一种用于注意力机制的特征级稀疏的CAM-SRAM混合内存处理架构

由于能够捕获复杂的依赖关系，注意力机制已经变得越来越流行，使得像变压器这样的模型能够在大型语言模型（llm）、计算机视觉和其他领域中实现卓越的性能。然而，该机制面临着算术强度低、导致数据移动频繁、序列长度长、引入大量冗余信息等挑战。为了减轻注意力机制中的数据移动和计算开销，我们提出了一种混合CAM-SRAM内存处理架构。通过利用内容可寻址内存（CAM）数组的并行搜索和排序功能，我们实现了对具有不同方差的特征的动态细粒度稀疏化，减少了矩阵乘法（MatMul）中的乘法累加（MAC）操作的数量。此外，在我们的MAC单元中采用了近似的展位编码，以减少部分产品的数量并保持其标志的一致性。这消除了对否定操作的需要，简化了逻辑设计。实验结果表明，在不同的配置下，我们的特征级稀疏化方案在可接受的精度下降下实现了80%以上的稀疏化。
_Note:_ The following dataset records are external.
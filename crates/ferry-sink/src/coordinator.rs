//! Job-level coordination run once before and after the parallel writers.

use bytes::Bytes;
use ferry_client::{ClientConfig, Session, SessionFactory};
use ferry_common::{RowId, SnapshotTimestamp, TableRef};
use tracing::{info, warn};

use crate::error::{SinkError, SinkResult};
use crate::options::GlobalTxn;

/// Reserves one row-id block per writer and returns the block starts.
///
/// Blocks come from the engine's id counter for the table, so the starts
/// are pairwise at least `step` apart and never overlap any later block
/// the writers refill from the same counter.
pub fn plan_row_id_starts(
    session: &dyn Session,
    table_ref: &TableRef,
    parallelism: usize,
    step: u64,
) -> SinkResult<Vec<RowId>> {
    let table = session
        .table_info(table_ref)
        .map_err(|e| SinkError::client("resolve table", e))?;

    let starts = (0..parallelism)
        .map(|_| {
            session
                .allocate_row_id_block(&table, step)
                .map_err(|e| SinkError::client("reserve row-id block", e))
        })
        .collect::<SinkResult<Vec<_>>>()?;

    info!(table = %table_ref, writers = parallelism, step, "planned row-id starts");
    Ok(starts)
}

#[derive(Debug, Clone, Copy, PartialEq, Eq)]
enum TxnState {
    Pending,
    Committed,
    Aborted,
}

impl TxnState {
    fn name(self) -> &'static str {
        match self {
            TxnState::Pending => "pending",
            TxnState::Committed => "committed",
            TxnState::Aborted => "aborted",
        }
    }
}

/// Owns the primary lock of a global-mode job.
///
/// `begin` locks a primary key at a fresh start timestamp. Writers join the
/// transaction through [`SinkOptions::global`](crate::SinkOptions::global)
/// and prewrite their batches as secondaries. `commit` then makes every
/// batch of every writer visible at one commit timestamp. Dropping a pending
/// committer rolls the transaction back.
pub struct GlobalCommitter {
    session: Option<Box<dyn Session>>,
    txn: GlobalTxn,
    state: TxnState,
}

impl GlobalCommitter {
    /// Starts a global transaction for writes into `table_ref`.
    pub fn begin(
        factory: &dyn SessionFactory,
        config: &ClientConfig,
        table_ref: &TableRef,
    ) -> SinkResult<Self> {
        let mut session = factory
            .create_session(config)
            .map_err(|e| SinkError::client("create session", e))?;

        match Self::lock_primary(session.as_ref(), table_ref) {
            Ok(txn) => {
                info!(table = %table_ref, start_ts = %txn.start_ts, "began global transaction");
                Ok(Self {
                    session: Some(session),
                    txn,
                    state: TxnState::Pending,
                })
            }
            Err(e) => {
                if let Err(close_err) = session.close() {
                    warn!(error = %close_err, "failed to close session");
                }
                Err(e)
            }
        }
    }

    fn lock_primary(session: &dyn Session, table_ref: &TableRef) -> SinkResult<GlobalTxn> {
        let table = session
            .table_info(table_ref)
            .map_err(|e| SinkError::client("resolve table", e))?;
        let start_ts = session
            .current_timestamp()
            .map_err(|e| SinkError::client("obtain start timestamp", e))?;
        let primary_key = Bytes::from(format!(
            "ferry/{}/{}/{}",
            table.table_id,
            table.table_ref,
            start_ts.version()
        ));
        session
            .prewrite_primary(&primary_key, start_ts)
            .map_err(|e| SinkError::client("prewrite primary", e))?;
        Ok(GlobalTxn {
            start_ts,
            primary_key,
        })
    }

    /// Returns the transaction writers join.
    pub fn transaction(&self) -> &GlobalTxn {
        &self.txn
    }

    /// Commits the transaction and returns its commit timestamp.
    pub fn commit(&mut self) -> SinkResult<SnapshotTimestamp> {
        let session = self.pending_session()?;
        let commit_ts = session
            .current_timestamp()
            .map_err(|e| SinkError::client("obtain commit timestamp", e))?;
        let result = session
            .commit_primary(&self.txn.primary_key, self.txn.start_ts, commit_ts)
            .map_err(|e| SinkError::client("commit primary", e));

        if let Err(e) = result {
            // A failed commit leaves the primary locked; release it.
            self.rollback();
            return Err(e);
        }
        self.state = TxnState::Committed;
        info!(start_ts = %self.txn.start_ts, commit_ts = %commit_ts, "committed global transaction");
        self.release();
        Ok(commit_ts)
    }

    /// Rolls the transaction back, discarding every prewritten batch.
    pub fn abort(&mut self) -> SinkResult<()> {
        self.pending_session()?;
        self.rollback();
        Ok(())
    }

    fn pending_session(&self) -> SinkResult<&dyn Session> {
        match (&self.session, self.state) {
            (Some(session), TxnState::Pending) => Ok(session.as_ref()),
            (_, state) => Err(SinkError::TransactionFinished(state.name())),
        }
    }

    fn rollback(&mut self) {
        if let Some(session) = &self.session {
            match session.rollback_primary(&self.txn.primary_key, self.txn.start_ts) {
                Ok(()) => info!(start_ts = %self.txn.start_ts, "rolled back global transaction"),
                Err(e) => warn!(start_ts = %self.txn.start_ts, error = %e, "failed to roll back global transaction"),
            }
        }
        self.state = TxnState::Aborted;
        self.release();
    }

    fn release(&mut self) {
        if let Some(mut session) = self.session.take() {
            if let Err(e) = session.close() {
                warn!(error = %e, "failed to close session");
            }
        }
    }
}

impl Drop for GlobalCommitter {
    fn drop(&mut self) {
        if self.state == TxnState::Pending {
            warn!(start_ts = %self.txn.start_ts, "global transaction dropped before commit");
            self.rollback();
        }
        self.release();
    }
}

impl std::fmt::Debug for GlobalCommitter {
    fn fmt(&self, f: &mut std::fmt::Formatter<'_>) -> std::fmt::Result {
        f.debug_struct("GlobalCommitter")
            .field("txn", &self.txn)
            .field("state", &self.state)
            .finish()
    }
}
我们的设计具有高达80%的稀疏性，在台积电40nm工艺的1000 MHz下，实现了0.252-1.26 TOPS的性能和4.71-21.72 TOPS/W的功率效率。

本文章由计算机程序翻译，如有差异，请以英文原文为准。

求助全文

约1分钟内获得全文求助全文

来源期刊

IEEE Transactions on Circuits and Systems II: Express Briefs 工程技术-工程：电子与电气

CiteScore

7.90

自引率

20.50%

发文量

883

审稿时长

3.0 months

期刊介绍： TCAS II publishes brief papers in the field specified by the theory, analysis, design, and practical implementations of circuits, and the application of circuit techniques to systems and to signal processing. Included is the whole spectrum from basic scientific theory to industrial applications. The field of interest covered includes: Circuits: Analog, Digital and Mixed Signal Circuits and Systems Nonlinear Circuits and Systems, Integrated Sensors, MEMS and Systems on Chip, Nanoscale Circuits and Systems, Optoelectronic Circuits and Systems, Power Electronics and Systems Software for Analog-and-Logic Circuits and Systems Control aspects of Circuits and Systems.